* **TASK DIRECTIONS**
Read the records below. Copy each line where the string "device" occurs.
===== DATA TO PROCESS
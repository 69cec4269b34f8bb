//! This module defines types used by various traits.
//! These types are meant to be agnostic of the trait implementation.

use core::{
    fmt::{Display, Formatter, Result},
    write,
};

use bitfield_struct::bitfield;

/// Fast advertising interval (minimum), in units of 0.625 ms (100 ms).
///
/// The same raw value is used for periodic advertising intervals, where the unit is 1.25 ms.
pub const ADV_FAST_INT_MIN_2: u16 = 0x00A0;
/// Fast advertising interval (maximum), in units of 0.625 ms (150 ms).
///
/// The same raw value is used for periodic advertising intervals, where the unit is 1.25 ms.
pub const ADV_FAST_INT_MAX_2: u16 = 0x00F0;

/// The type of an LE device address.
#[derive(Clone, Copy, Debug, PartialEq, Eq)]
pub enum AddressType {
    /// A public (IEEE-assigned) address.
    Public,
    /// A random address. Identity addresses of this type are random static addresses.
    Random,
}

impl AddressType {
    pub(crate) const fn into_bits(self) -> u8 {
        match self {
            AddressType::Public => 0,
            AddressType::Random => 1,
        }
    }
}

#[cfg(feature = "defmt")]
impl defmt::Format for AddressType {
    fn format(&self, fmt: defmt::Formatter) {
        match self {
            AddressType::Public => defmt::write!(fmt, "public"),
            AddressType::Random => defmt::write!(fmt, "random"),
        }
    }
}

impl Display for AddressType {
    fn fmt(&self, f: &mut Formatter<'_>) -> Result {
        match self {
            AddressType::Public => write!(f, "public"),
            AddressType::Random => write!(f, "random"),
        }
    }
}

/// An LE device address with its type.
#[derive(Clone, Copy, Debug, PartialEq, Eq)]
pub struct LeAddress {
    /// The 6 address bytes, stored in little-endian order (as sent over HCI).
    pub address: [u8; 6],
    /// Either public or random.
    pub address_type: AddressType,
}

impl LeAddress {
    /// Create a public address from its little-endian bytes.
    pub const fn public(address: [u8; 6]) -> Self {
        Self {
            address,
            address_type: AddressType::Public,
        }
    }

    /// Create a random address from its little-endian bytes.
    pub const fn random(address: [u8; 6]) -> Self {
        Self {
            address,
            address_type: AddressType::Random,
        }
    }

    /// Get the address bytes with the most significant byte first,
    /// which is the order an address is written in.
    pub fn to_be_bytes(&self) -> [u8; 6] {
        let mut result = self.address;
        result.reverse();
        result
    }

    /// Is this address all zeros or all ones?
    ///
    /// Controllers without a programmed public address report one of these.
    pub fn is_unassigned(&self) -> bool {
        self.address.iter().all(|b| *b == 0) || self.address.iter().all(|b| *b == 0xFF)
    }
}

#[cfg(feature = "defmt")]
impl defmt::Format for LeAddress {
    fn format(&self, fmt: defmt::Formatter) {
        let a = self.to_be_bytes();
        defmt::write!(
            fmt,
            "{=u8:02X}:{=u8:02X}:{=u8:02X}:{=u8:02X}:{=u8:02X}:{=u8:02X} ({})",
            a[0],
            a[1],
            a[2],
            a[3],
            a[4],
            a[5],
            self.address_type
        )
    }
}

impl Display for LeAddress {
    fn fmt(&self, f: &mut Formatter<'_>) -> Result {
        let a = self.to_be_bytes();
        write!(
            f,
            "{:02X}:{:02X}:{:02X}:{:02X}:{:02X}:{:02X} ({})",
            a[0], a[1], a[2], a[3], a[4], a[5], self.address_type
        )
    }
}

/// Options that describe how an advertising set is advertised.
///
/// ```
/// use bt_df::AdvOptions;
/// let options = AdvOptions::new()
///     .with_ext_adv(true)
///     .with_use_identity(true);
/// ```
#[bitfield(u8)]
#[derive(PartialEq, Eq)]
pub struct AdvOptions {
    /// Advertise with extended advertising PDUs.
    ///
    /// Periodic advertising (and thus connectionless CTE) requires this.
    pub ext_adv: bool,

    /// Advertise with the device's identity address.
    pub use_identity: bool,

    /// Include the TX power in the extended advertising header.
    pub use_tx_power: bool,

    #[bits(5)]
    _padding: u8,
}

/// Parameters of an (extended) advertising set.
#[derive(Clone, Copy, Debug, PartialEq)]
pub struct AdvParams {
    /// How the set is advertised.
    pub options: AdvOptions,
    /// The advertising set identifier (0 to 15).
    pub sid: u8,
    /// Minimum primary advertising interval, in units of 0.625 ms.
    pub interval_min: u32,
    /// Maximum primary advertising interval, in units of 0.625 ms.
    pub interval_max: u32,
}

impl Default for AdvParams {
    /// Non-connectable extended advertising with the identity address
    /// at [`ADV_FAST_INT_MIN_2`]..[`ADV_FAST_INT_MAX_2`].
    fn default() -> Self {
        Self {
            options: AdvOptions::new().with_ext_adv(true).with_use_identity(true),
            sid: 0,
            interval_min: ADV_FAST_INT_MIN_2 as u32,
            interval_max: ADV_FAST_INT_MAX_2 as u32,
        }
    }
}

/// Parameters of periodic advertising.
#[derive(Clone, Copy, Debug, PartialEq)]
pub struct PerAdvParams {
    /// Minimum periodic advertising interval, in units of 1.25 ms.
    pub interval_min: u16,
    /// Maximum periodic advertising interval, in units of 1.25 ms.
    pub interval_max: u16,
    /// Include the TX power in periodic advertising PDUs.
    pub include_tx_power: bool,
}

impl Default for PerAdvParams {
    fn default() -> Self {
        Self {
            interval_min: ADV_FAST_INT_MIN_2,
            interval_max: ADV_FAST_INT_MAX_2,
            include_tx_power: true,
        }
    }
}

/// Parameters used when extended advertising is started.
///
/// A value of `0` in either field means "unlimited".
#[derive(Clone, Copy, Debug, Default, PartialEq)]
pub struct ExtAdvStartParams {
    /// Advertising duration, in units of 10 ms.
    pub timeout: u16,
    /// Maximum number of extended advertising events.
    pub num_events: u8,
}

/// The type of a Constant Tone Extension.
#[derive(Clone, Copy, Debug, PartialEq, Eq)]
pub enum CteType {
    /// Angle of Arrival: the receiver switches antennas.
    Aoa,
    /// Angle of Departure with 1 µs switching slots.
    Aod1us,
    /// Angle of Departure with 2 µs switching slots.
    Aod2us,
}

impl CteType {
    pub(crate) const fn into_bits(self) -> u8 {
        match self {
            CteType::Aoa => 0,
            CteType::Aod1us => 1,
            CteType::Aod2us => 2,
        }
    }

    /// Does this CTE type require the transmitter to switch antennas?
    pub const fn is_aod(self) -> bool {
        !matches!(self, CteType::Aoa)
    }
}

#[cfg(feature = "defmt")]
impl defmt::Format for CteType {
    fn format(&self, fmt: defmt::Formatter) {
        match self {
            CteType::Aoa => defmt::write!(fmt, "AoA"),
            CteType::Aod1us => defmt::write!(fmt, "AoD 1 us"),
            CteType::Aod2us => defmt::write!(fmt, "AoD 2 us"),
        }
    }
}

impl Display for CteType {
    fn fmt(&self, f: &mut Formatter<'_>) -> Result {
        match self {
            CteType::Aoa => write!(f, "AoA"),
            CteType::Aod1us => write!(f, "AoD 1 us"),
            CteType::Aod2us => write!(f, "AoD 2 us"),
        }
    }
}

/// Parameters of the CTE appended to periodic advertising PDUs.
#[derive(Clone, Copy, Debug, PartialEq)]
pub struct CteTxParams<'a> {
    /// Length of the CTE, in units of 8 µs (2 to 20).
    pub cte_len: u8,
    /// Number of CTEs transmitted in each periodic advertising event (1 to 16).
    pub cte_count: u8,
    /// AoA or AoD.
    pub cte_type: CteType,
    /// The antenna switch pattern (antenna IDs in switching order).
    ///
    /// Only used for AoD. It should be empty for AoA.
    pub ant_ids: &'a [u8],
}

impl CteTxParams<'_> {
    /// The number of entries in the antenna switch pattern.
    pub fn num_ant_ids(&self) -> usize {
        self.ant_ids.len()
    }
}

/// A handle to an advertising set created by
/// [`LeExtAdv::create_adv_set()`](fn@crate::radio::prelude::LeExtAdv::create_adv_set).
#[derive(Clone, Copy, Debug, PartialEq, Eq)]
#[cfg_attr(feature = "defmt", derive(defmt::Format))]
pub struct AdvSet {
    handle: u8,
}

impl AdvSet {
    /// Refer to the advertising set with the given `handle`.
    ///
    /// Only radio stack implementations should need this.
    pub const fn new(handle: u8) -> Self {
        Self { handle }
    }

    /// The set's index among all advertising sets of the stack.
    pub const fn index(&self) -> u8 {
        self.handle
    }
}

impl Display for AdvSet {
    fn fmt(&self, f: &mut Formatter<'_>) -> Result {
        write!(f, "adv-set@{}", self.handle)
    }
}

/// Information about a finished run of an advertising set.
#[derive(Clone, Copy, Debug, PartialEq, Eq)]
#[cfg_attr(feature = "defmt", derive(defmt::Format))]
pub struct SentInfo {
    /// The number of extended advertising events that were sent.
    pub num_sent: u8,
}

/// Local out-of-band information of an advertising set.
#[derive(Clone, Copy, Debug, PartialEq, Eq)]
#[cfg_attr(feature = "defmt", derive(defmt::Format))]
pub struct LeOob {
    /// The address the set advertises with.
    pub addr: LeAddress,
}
==========
* **ANSWER BOX**
/// The type of an LE device address.
/// An LE device address with its type.
    /// Advertise with the device's identity address.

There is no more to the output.